Mittwoch, 28. November 2012

Mischfinanzierung verzerrt Entwicklungsetat

MediaWatch erlaubt sich in diesem Posting etwas, was hier sonst nicht üblich ist. Um einen wichtigen Hinweis über aktuelle Tendenzen im Entwicklungshilfe-Etat an unsere LeserInnen weiterzuverbreiten, geben wir hier ausgewählte und leicht gekürzte Passagen aus dem 20 Bericht "Die Wirklichkeit der Entwicklungspolitik" (2. Teil) unkommentiert wieder:
Seit dem Regierungswechsel 2009 nutzt das BMZ in wachsendem Umfang unterschiedliche Formen der Mischfinanzierung. Darunter ist vor allem die Koppelung von Haushaltsmitteln des BMZ und Krediten zu Marktkonditionen der KfW Entwicklungsbank zu verstehen. Besonders beliebt ist das Instrument der Zinssubventionierten Darlehen: Bei diesem Instrument erhält die Regierung des jeweiligen Kooperationslandes einen Kredit aus KfW-Marktmitteln, dessen Zinssatz durch BMZ-Zuschüsse soweit unter das Marktniveau gesenkt wird, dass der gesamt Kredit als ODA anrechenbar ist.

Insgesamt hat das BMZ für 2013 Zuschüsse für Zinssubventionen in Höhe von 380 Millionen Euro eingeplant Dies kann zu einem Gesamtzusagevolumen von etwa 2,4 Milliarden Euro führen, das vollständig ODA-anrechenbar ist. Die zunehmende Mischung von Haushaltsmitteln des BMZ mit Geldern privater Kapitalgeber ist (...) mit einer Reihe gravierender Risiken und Nebenwirkungen verbunden:

- Schwerpunktverlagerung aus „unrentablen“ Sektoren:
Mischfinanzierung ist in erster Linie für Investitionsvorhaben im Infrastrukturbereich gedacht, die auf die Dauer profitabel sind. Bei stagnierendem BMZ-Etat und gleichzeitiger Aufstockung der Haushaltsmittel für die Mischfinanzierung kann dies zu einem Abzug von Mitteln aus „unrentablen“ Sektoren führen. 
- Reduzierung der Mittel für die armen Länder:
Mischfinanzierung ist laut BMZ ein Instrument für Schwellen- und Transformationsländer sowie „fortgeschrittenere Entwicklungsländer“. Zu befürchten ist daher, dass (...) der Finanzierungsspielraum zur Unterstützung der ärmsten Länder schrumpft.
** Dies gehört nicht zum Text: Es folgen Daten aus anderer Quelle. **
use regex::Regex;

use seedfill_core::{EntityKind, FieldDescriptor, FieldKind, Id, Value};

use crate::errors::PopulateError;
use crate::faker::FakeSource;
use crate::populator::InsertedIndex;
use crate::relations::{RelationMode, RelationStrategy};
use crate::storage::Storage;

/// Generated binary payloads are capped at 1 MiB for performance.
pub const MAX_BINARY_LEN: usize = 1 << 20;

/// Outcome of one strategy invocation.
#[derive(Debug, Clone, PartialEq)]
pub enum Resolved {
    /// Scalar or to-one value, set directly on the candidate record.
    Value(Value),
    /// Multi-valued relation targets, linked after the row exists.
    Many(Vec<Id>),
    /// Field is not populated at all (media fields).
    Skip,
}

/// Collaborators available to a strategy while one record is being built.
pub struct StrategyContext<'a> {
    pub source: &'a mut FakeSource,
    pub storage: &'a dyn Storage,
    pub inserted: &'a InsertedIndex,
}

/// A resolved per-field value producer. Resolved once per batch
/// registration and reused for every record of that batch.
pub trait ValueStrategy {
    fn produce(&self, ctx: &mut StrategyContext<'_>) -> Result<Resolved, PopulateError>;
}

impl<F> ValueStrategy for F
where
    F: Fn(&mut StrategyContext<'_>) -> Result<Resolved, PopulateError>,
{
    fn produce(&self, ctx: &mut StrategyContext<'_>) -> Result<Resolved, PopulateError> {
        self(ctx)
    }
}

/// Wrap a closure as a boxed strategy; the usual way to write overrides.
pub fn value_strategy<F>(f: F) -> Box<dyn ValueStrategy>
where
    F: Fn(&mut StrategyContext<'_>) -> Result<Resolved, PopulateError> + 'static,
{
    Box::new(f)
}

/// Strategy that always yields the same value.
pub fn fixed(value: Value) -> Box<dyn ValueStrategy> {
    value_strategy(move |_| Ok(Resolved::Value(value.clone())))
}

/// One link in the resolution chain: may or may not produce a strategy
/// for a field. The first resolver that answers wins.
trait FieldResolver {
    fn resolve(
        &self,
        kind: &EntityKind,
        field: &FieldDescriptor,
        source: &mut FakeSource,
    ) -> Option<Box<dyn ValueStrategy>>;
}

/// Resolve a value strategy for every field of `kind`.
///
/// Rule priority is name patterns, then relations, then scalar type; a
/// declared choice set beats all scalar rules. A field no rule reaches is
/// a fatal `Resolution` error, raised here at registration time rather
/// than per row.
pub fn resolve_strategies(
    kind: &EntityKind,
    source: &mut FakeSource,
) -> Result<Vec<(String, Box<dyn ValueStrategy>)>, PopulateError> {
    let name_resolver = NameResolver::new();
    let resolvers: [&dyn FieldResolver; 3] = [&name_resolver, &RelationResolver, &TypeResolver];

    let mut strategies = Vec::with_capacity(kind.fields.len());
    for field in &kind.fields {
        let strategy = resolvers
            .iter()
            .find_map(|resolver| resolver.resolve(kind, field, source))
            .ok_or_else(|| PopulateError::Resolution {
                kind: kind.name.clone(),
                field: field.name.clone(),
            })?;
        strategies.push((field.name.clone(), strategy));
    }
    Ok(strategies)
}

fn text_op(f: impl Fn(&mut FakeSource) -> String + 'static) -> Box<dyn ValueStrategy> {
    value_strategy(move |ctx| Ok(Resolved::Value(Value::Text(f(ctx.source)))))
}

/// Matches well-known field names before any type rule is consulted.
struct NameResolver {
    boolean_prefix: Option<Regex>,
    timestamp_suffix: Option<Regex>,
}

impl NameResolver {
    fn new() -> Self {
        Self {
            boolean_prefix: Regex::new(r"^is[_A-Z]").ok(),
            timestamp_suffix: Regex::new(r"(_a|A)t$").ok(),
        }
    }
}

impl FieldResolver for NameResolver {
    fn resolve(
        &self,
        _kind: &EntityKind,
        field: &FieldDescriptor,
        _source: &mut FakeSource,
    ) -> Option<Box<dyn ValueStrategy>> {
        // Relation fields and fixed choice sets are never guessed by name.
        if field.kind.is_relation() || field.choices.is_some() {
            return None;
        }

        let raw = field.name.as_str();
        if self
            .boolean_prefix
            .as_ref()
            .is_some_and(|re| re.is_match(raw))
        {
            return Some(value_strategy(|ctx| {
                Ok(Resolved::Value(Value::Bool(ctx.source.boolean())))
            }));
        }
        if self
            .timestamp_suffix
            .as_ref()
            .is_some_and(|re| re.is_match(raw))
        {
            return Some(value_strategy(|ctx| {
                Ok(Resolved::Value(Value::DateTime(ctx.source.date_time())))
            }));
        }

        match raw.to_lowercase().as_str() {
            "first_name" | "firstname" => Some(text_op(FakeSource::first_name)),
            "last_name" | "lastname" => Some(text_op(FakeSource::last_name)),
            "name" => Some(text_op(FakeSource::word)),
            "username" | "login" | "nickname" => Some(text_op(FakeSource::user_name)),
            "email" | "email_address" => Some(text_op(FakeSource::email)),
            "phone_number" | "phonenumber" | "phone" => Some(text_op(FakeSource::phone_number)),
            "address" => Some(text_op(FakeSource::address)),
            "city" => Some(text_op(FakeSource::city)),
            "street_address" | "streetaddress" => Some(text_op(FakeSource::street_address)),
            "postcode" | "zipcode" => Some(text_op(FakeSource::postcode)),
            "state" => Some(text_op(FakeSource::state_abbr)),
            "country" => Some(text_op(FakeSource::country)),
            "title" => Some(text_op(FakeSource::sentence)),
            "body" | "summary" | "description" => Some(text_op(FakeSource::paragraph)),
            _ => None,
        }
    }
}

/// Hands relation fields to a `RelationStrategy`.
struct RelationResolver;

impl FieldResolver for RelationResolver {
    fn resolve(
        &self,
        kind: &EntityKind,
        field: &FieldDescriptor,
        _source: &mut FakeSource,
    ) -> Option<Box<dyn ValueStrategy>> {
        let mode = match field.kind {
            FieldKind::ToOne { .. } => RelationMode::One,
            FieldKind::ToOneUnique { .. } => RelationMode::OneUnique,
            FieldKind::ToMany { .. } => RelationMode::Many,
            _ => return None,
        };
        let target = field.kind.relation_target()?;
        Some(Box::new(RelationStrategy::new(
            &kind.name,
            &field.name,
            target,
            mode,
            field.nullable,
        )))
    }
}

/// Falls back on the scalar kind of the field.
struct TypeResolver;

impl FieldResolver for TypeResolver {
    fn resolve(
        &self,
        _kind: &EntityKind,
        field: &FieldDescriptor,
        source: &mut FakeSource,
    ) -> Option<Box<dyn ValueStrategy>> {
        if let Some(choices) = field.choices.as_ref().filter(|set| !set.is_empty()) {
            let choices = choices.clone();
            return Some(value_strategy(move |ctx| {
                let idx = ctx.source.random_index(choices.len());
                Ok(Resolved::Value(choices[idx].clone()))
            }));
        }

        let strategy = match field.kind {
            FieldKind::Boolean => value_strategy(|ctx| {
                Ok(Resolved::Value(Value::Bool(ctx.source.boolean())))
            }),
            FieldKind::SmallInt => int_range(0, 65_535),
            FieldKind::PositiveSmallInt => int_range(0, 32_767),
            FieldKind::Integer => int_range(i32::MIN as i64, i32::MAX as i64),
            FieldKind::PositiveInt => int_range(0, i32::MAX as i64),
            FieldKind::BigInt => int_range(i64::MIN, i64::MAX),
            FieldKind::Decimal {
                max_digits,
                decimal_places,
            }
            | FieldKind::Float {
                max_digits,
                decimal_places,
            } => {
                let left = max_digits.saturating_sub(decimal_places);
                value_strategy(move |ctx| {
                    Ok(Resolved::Value(Value::Float(
                        ctx.source.decimal(left, decimal_places),
                    )))
                })
            }
            FieldKind::Text => text_op(FakeSource::paragraph),
            FieldKind::Char { max_length } => {
                // Lorem text never fits very short columns; use one word.
                if max_length >= 5 {
                    value_strategy(move |ctx| {
                        Ok(Resolved::Value(Value::Text(ctx.source.text(max_length))))
                    })
                } else {
                    text_op(FakeSource::word)
                }
            }
            FieldKind::Slug { .. } => text_op(FakeSource::slug),
            FieldKind::Url => text_op(FakeSource::uri),
            FieldKind::Email => text_op(FakeSource::email),
            FieldKind::Uuid => {
                value_strategy(|ctx| Ok(Resolved::Value(Value::Uuid(ctx.source.uuid4()))))
            }
            FieldKind::Binary { max_length } => {
                let len = max_length
                    .map(|len| len as usize)
                    .unwrap_or(MAX_BINARY_LEN)
                    .min(MAX_BINARY_LEN);
                value_strategy(move |ctx| {
                    Ok(Resolved::Value(Value::Bytes(ctx.source.binary(len))))
                })
            }
            FieldKind::Date => {
                value_strategy(|ctx| Ok(Resolved::Value(Value::Date(ctx.source.date()))))
            }
            FieldKind::DateTime => value_strategy(|ctx| {
                Ok(Resolved::Value(Value::DateTime(ctx.source.date_time())))
            }),
            FieldKind::Time => {
                value_strategy(|ctx| Ok(Resolved::Value(Value::Time(ctx.source.time()))))
            }
            FieldKind::Duration => value_strategy(|ctx| {
                Ok(Resolved::Value(Value::Duration(ctx.source.time_delta())))
            }),
            FieldKind::IpAddress => {
                // Protocol family is fixed once per field resolution.
                let v6 = source.boolean();
                value_strategy(move |ctx| {
                    let addr = if v6 {
                        ctx.source.ipv6()
                    } else {
                        ctx.source.ipv4()
                    };
                    Ok(Resolved::Value(Value::Text(addr)))
                })
            }
            FieldKind::FilePath => fixed(Value::Text("/".to_string())),
            FieldKind::Media => value_strategy(|_| Ok(Resolved::Skip)),
            FieldKind::ToOne { .. } | FieldKind::ToOneUnique { .. } | FieldKind::ToMany { .. } => {
                return None;
            }
        };
        Some(strategy)
    }
}

fn int_range(min: i64, max: i64) -> Box<dyn ValueStrategy> {
    value_strategy(move |ctx| Ok(Resolved::Value(Value::Int(ctx.source.random_int(min, max)))))
}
- Erhöhung von Auslandsverschuldung und Exportabhängigkeit:
Jedes Darlehen ausländischer Gläubiger erhöht die Auslandsverschuldung und damit den Zwang, Devisen zu erwirtschaften. Selbst profitable Investitionsvorhaben, etwa zum Aufbau eines öffentlichen Nahverkehrssystems, erwirtschaften aber nicht automatisch ausländische Devisen. Dies ist nur möglich, wenn verstärkt für den Export produziert wird. Dies erhöht die Exportabhängigkeit und kann den Aufbau einheimischer Märkte konterkarieren.
(...)

- Strohfeuereffekt für die ODA:
Durch die Hebelwirkung der Mischfinanzierung können die ODA-anrechenbaren Mittel kurzfristig massiv gesteigert werden. Sobald die Kredite getilgt werden, werden die rückgezahlten Beträge jedoch wieder von der ODA abgezogen. Langfristig brechen die ODA-Zahlen und die ODA-Quote wieder ein, sofern die Rückzahlungen nicht permanent durch Neukredite kompensiert werden. Aus diesem Grund ist denkbar, dass Deutschland bis 2015 das 0,7-Prozentziel „auf Pump“ erreicht, aber die Finanzblase platzt, sobald die Tilgungsperioden einsetzen.